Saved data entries
# # # # # # #

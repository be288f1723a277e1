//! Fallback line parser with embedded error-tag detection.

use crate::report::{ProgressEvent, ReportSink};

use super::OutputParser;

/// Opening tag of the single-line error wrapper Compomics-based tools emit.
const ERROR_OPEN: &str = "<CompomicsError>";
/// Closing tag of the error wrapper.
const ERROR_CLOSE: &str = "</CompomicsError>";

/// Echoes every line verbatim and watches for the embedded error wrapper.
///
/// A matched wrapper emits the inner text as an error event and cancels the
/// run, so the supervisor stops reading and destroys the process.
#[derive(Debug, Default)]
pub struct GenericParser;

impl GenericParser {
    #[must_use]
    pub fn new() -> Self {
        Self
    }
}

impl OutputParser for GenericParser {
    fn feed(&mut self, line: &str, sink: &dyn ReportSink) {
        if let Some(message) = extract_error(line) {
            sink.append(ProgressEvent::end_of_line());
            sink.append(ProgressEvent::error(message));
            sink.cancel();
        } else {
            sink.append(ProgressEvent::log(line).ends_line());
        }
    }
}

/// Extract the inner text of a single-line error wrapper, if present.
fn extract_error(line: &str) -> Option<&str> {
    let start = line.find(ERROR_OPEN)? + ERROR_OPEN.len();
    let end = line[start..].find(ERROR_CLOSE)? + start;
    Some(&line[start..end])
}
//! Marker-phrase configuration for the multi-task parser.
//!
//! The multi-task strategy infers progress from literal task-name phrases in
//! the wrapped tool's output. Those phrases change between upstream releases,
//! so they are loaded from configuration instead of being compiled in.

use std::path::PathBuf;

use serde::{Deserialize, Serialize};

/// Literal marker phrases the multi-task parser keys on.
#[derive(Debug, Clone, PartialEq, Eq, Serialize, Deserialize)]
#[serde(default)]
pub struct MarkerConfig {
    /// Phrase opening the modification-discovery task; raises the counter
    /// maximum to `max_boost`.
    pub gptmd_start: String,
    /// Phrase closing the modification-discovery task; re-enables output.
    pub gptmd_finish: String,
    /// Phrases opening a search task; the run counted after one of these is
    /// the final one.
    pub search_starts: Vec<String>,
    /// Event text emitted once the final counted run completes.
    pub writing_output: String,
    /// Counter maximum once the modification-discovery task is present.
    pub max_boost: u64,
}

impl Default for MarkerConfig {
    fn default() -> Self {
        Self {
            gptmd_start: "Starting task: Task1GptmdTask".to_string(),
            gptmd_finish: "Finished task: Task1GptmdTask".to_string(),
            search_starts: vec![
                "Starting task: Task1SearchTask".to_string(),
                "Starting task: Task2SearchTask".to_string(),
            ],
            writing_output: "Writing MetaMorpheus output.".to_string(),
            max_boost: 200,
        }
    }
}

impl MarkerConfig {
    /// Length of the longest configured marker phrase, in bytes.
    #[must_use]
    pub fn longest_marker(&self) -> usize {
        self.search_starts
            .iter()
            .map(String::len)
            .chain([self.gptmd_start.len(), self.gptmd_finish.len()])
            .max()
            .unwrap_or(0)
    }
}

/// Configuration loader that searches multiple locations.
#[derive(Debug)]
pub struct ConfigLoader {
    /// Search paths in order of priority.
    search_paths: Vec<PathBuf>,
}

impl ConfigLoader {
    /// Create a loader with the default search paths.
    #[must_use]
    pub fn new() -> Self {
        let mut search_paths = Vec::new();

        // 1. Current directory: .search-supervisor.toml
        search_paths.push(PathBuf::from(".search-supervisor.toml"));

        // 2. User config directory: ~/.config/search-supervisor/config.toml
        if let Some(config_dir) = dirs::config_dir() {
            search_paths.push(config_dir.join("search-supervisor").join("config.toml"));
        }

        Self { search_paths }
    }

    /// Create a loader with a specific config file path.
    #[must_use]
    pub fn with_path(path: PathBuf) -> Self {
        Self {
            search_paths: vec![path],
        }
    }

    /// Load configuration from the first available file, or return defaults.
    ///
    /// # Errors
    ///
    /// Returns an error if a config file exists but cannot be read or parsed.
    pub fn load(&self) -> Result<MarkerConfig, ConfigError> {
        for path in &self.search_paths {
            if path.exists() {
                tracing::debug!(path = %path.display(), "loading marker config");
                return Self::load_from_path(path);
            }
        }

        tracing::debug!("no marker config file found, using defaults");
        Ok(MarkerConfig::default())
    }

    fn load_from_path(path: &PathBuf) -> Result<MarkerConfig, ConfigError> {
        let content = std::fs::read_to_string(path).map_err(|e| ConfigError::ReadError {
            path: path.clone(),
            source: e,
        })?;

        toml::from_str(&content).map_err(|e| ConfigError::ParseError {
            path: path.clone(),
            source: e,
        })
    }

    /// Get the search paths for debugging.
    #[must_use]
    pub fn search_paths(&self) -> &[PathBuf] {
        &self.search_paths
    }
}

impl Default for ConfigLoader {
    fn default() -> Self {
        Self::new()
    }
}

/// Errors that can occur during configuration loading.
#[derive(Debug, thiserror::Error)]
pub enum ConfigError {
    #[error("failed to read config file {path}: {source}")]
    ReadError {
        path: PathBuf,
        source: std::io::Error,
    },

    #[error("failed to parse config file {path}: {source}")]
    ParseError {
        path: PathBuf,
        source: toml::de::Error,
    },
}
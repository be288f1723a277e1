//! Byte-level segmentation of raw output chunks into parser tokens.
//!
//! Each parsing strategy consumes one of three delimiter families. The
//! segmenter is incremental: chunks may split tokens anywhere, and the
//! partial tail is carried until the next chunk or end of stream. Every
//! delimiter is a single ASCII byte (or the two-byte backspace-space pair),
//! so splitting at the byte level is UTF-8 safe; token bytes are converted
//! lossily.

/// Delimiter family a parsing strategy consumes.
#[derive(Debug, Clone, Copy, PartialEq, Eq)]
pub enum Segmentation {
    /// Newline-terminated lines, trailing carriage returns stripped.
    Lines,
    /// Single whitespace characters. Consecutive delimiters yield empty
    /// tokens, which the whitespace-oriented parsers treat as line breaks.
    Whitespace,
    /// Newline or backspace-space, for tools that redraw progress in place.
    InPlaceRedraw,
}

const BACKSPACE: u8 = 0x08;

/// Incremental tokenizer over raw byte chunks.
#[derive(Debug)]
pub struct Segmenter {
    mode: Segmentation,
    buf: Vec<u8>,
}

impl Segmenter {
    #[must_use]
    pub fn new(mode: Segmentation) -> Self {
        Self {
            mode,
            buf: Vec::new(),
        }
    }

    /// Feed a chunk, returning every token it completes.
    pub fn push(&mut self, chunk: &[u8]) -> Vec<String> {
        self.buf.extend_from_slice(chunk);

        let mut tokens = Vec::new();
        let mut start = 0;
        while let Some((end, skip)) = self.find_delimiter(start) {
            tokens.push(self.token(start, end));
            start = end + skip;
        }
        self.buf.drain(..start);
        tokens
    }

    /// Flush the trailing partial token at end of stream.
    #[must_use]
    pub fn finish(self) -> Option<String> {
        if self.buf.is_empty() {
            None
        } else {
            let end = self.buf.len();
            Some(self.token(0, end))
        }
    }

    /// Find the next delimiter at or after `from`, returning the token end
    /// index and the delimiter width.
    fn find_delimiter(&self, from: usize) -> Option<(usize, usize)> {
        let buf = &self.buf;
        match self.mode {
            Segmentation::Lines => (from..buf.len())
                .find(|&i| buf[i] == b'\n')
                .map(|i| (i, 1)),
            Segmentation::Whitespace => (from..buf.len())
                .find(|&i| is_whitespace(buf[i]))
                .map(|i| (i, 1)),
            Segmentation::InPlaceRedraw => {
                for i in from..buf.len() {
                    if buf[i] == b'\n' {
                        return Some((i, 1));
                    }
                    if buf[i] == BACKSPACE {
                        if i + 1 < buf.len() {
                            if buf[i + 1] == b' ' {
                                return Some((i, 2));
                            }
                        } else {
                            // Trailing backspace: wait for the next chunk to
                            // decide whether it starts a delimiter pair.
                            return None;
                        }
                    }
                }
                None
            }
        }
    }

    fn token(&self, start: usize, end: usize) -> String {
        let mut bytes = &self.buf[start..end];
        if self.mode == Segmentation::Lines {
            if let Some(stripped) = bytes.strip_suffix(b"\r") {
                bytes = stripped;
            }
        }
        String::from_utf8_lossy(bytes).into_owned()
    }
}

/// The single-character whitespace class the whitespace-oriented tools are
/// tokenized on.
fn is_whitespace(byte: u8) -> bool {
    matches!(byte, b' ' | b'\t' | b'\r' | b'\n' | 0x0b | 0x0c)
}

# # # # # # #

→ TASK OBJECTIVE
Go through the records above and copy each line where "stripped" is found.

→ EXERCISE RESULT
    /// Newline-terminated lines, trailing carriage returns stripped.
            if let Some(stripped) = bytes.strip_suffix(b"\r") {
                bytes = stripped;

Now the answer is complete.